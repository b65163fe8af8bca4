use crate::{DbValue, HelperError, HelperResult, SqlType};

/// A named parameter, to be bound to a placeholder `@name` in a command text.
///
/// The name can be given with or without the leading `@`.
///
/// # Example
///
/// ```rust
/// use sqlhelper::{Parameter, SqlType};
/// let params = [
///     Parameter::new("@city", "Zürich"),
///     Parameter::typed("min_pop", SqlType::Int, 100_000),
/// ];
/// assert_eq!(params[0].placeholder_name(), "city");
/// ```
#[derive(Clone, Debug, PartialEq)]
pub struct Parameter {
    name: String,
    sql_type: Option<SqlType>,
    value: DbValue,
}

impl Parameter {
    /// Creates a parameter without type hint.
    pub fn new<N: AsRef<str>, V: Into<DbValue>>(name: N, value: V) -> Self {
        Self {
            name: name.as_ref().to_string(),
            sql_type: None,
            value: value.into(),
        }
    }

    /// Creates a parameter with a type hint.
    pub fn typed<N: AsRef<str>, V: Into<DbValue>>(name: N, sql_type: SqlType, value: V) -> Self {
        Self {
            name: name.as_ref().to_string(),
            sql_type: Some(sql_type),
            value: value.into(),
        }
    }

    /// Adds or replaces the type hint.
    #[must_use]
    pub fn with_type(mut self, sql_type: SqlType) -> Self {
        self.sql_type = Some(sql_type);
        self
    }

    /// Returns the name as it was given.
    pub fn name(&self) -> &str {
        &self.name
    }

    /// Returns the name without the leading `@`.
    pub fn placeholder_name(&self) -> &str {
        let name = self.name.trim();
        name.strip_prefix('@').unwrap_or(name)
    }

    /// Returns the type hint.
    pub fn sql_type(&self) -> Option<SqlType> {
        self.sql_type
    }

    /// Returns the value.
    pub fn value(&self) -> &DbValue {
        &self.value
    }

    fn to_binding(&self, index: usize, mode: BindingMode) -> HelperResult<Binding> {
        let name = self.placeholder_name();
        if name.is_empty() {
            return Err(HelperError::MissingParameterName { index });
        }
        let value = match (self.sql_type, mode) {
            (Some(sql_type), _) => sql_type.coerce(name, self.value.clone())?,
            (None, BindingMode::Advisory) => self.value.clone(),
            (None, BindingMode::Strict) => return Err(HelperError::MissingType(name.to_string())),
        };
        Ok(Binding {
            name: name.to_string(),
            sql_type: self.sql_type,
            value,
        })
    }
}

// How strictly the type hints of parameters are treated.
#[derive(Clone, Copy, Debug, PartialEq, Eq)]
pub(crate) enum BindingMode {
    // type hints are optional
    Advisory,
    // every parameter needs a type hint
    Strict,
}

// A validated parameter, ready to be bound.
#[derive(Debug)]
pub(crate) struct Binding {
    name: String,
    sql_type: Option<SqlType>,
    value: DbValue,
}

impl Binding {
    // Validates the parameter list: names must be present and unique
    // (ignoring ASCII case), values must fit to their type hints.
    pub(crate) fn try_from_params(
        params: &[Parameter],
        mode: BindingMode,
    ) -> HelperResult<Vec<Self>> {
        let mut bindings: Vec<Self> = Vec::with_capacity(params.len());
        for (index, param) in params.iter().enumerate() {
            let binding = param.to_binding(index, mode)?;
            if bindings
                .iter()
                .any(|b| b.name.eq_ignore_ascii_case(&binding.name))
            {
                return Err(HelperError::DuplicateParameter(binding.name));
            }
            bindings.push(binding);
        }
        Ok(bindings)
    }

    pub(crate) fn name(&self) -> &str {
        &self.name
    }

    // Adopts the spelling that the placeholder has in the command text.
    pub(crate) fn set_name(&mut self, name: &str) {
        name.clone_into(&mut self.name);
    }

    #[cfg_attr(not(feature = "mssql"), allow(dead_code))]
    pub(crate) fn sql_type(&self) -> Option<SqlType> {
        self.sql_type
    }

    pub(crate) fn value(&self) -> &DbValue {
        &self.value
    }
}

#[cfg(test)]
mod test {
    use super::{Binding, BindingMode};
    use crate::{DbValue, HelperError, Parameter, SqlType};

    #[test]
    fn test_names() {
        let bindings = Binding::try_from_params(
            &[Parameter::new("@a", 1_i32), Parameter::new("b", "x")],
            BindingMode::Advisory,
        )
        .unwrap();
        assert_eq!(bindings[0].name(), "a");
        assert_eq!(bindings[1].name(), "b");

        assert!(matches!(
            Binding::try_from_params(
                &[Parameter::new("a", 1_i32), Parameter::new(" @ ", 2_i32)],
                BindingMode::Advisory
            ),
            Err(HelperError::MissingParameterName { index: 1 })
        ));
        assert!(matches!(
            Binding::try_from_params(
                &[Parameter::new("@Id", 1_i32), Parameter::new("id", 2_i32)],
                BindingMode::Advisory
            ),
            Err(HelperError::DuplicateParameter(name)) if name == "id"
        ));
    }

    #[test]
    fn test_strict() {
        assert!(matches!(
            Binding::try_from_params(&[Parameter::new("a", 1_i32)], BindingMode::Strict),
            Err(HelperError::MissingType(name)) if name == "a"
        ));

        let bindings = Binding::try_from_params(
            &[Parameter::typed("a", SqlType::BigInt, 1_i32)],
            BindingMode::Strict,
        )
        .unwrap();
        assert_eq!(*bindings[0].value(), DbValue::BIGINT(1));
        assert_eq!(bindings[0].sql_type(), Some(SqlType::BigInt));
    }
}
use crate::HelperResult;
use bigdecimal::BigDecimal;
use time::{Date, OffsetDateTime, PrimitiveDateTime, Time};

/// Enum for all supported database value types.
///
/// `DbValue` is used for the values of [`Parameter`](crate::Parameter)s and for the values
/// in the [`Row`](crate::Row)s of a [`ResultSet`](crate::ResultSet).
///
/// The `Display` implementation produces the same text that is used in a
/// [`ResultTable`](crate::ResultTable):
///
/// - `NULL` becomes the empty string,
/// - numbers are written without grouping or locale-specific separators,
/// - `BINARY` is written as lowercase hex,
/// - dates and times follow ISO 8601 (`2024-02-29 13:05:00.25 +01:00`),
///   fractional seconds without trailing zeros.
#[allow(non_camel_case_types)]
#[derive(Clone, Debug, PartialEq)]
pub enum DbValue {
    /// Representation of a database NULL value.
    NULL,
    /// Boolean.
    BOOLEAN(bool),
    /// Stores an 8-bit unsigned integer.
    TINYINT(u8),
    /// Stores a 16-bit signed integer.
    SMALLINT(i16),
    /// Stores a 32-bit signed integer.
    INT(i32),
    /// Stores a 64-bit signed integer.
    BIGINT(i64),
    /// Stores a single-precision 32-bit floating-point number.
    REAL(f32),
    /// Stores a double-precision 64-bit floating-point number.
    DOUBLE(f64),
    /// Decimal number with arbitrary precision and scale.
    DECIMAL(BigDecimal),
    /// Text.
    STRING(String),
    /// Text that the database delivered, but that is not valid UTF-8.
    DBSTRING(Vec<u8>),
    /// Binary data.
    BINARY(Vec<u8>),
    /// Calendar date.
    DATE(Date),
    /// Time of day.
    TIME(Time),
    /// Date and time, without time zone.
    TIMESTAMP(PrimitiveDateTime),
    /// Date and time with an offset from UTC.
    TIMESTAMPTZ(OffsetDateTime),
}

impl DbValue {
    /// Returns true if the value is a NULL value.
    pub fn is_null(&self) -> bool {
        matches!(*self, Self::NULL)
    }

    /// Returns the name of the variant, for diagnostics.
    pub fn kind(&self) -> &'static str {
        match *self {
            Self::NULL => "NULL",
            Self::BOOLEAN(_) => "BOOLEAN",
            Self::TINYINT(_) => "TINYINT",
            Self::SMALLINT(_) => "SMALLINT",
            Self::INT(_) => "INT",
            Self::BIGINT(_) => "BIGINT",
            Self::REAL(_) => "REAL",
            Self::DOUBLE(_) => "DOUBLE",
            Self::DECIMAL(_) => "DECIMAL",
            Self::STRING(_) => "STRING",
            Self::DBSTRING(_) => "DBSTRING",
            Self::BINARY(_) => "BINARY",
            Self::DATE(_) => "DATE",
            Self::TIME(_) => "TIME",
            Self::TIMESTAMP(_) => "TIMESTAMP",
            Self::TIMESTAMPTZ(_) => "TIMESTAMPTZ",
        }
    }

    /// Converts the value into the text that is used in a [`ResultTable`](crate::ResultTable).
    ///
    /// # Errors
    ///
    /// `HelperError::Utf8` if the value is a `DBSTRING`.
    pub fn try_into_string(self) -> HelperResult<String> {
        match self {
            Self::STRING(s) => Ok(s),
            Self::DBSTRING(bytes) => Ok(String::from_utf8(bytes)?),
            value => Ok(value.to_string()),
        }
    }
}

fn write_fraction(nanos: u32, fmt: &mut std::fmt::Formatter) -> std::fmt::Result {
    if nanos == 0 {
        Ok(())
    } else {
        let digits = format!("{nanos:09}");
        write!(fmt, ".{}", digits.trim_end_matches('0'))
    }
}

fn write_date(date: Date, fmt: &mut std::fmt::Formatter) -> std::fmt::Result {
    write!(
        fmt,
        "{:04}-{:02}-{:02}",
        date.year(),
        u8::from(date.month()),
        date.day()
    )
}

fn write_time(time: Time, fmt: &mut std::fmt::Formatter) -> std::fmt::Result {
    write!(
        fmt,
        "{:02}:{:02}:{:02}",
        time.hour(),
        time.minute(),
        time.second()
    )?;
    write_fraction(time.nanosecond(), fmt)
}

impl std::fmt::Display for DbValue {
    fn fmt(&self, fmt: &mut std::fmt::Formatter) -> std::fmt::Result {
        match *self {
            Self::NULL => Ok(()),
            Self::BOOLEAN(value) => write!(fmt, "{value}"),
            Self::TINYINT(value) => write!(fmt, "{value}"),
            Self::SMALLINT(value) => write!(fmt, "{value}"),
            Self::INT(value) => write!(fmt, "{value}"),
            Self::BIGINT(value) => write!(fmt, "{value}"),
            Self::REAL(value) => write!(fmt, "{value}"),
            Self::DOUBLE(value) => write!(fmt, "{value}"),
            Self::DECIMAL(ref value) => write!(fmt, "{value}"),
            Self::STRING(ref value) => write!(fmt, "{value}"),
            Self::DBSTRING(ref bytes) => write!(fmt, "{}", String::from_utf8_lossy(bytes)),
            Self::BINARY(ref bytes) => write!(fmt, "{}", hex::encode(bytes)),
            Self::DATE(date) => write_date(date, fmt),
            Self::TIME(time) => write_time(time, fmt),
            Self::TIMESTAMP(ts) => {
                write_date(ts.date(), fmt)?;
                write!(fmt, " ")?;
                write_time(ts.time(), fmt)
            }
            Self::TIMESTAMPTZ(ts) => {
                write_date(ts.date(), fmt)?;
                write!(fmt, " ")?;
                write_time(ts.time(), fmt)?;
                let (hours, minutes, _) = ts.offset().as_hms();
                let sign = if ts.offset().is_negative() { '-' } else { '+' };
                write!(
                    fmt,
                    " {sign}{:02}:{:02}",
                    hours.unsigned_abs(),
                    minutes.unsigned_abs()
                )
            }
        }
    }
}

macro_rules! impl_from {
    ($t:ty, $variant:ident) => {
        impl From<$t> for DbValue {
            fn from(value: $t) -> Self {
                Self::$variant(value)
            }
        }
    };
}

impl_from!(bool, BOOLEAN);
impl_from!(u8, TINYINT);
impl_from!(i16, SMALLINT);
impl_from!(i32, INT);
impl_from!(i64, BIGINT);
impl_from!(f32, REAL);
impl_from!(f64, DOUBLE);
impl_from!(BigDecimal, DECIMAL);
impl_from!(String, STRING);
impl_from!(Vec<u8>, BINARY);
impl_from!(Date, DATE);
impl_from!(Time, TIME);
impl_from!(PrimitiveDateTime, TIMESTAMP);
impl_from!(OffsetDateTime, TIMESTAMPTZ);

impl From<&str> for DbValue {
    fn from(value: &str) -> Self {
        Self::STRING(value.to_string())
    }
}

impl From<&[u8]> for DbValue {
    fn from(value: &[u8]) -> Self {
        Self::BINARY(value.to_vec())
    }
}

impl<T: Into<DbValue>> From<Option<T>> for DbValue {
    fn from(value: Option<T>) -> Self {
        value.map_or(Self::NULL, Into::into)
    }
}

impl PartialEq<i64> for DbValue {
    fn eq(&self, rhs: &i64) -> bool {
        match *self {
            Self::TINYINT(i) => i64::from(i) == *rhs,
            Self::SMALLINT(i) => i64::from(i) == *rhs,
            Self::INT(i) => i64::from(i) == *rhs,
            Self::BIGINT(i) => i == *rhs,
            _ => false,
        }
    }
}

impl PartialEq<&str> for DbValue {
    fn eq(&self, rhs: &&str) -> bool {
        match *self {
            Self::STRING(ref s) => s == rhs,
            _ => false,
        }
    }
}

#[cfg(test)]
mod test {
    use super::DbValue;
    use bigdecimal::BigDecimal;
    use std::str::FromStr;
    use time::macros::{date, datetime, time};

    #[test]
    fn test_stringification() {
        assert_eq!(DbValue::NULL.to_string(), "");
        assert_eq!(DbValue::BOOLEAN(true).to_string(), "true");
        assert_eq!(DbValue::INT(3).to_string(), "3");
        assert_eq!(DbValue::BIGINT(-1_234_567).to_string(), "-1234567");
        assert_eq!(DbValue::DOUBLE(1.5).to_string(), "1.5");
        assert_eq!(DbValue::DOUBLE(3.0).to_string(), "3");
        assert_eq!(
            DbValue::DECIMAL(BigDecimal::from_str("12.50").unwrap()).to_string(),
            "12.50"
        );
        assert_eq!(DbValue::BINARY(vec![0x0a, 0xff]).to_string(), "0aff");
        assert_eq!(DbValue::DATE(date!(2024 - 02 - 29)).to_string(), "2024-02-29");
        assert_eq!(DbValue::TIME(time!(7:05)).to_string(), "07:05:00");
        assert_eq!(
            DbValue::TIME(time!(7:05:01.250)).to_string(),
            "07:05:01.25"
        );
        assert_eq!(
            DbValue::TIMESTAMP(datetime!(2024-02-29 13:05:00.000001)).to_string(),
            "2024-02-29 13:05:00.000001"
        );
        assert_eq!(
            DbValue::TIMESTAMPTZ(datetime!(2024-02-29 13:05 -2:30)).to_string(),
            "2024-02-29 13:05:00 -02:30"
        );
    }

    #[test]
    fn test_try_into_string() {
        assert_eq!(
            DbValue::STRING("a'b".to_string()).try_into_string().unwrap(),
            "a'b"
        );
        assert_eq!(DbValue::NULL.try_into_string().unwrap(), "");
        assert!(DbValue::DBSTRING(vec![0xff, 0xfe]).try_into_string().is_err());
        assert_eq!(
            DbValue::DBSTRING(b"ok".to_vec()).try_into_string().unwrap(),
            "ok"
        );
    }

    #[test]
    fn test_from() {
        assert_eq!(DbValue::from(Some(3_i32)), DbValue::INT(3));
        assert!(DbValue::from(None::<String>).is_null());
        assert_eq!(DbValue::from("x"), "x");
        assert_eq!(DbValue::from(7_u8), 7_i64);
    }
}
============================================================
Exercise:
Scan the data above and copy each line containing the word "that".

Output of the task:
    // Adopts the spelling that the placeholder has in the command text.
/// The `Display` implementation produces the same text that is used in a
    /// Text that the database delivered, but that is not valid UTF-8.
    /// Converts the value into the text that is used in a [`ResultTable`](crate::ResultTable).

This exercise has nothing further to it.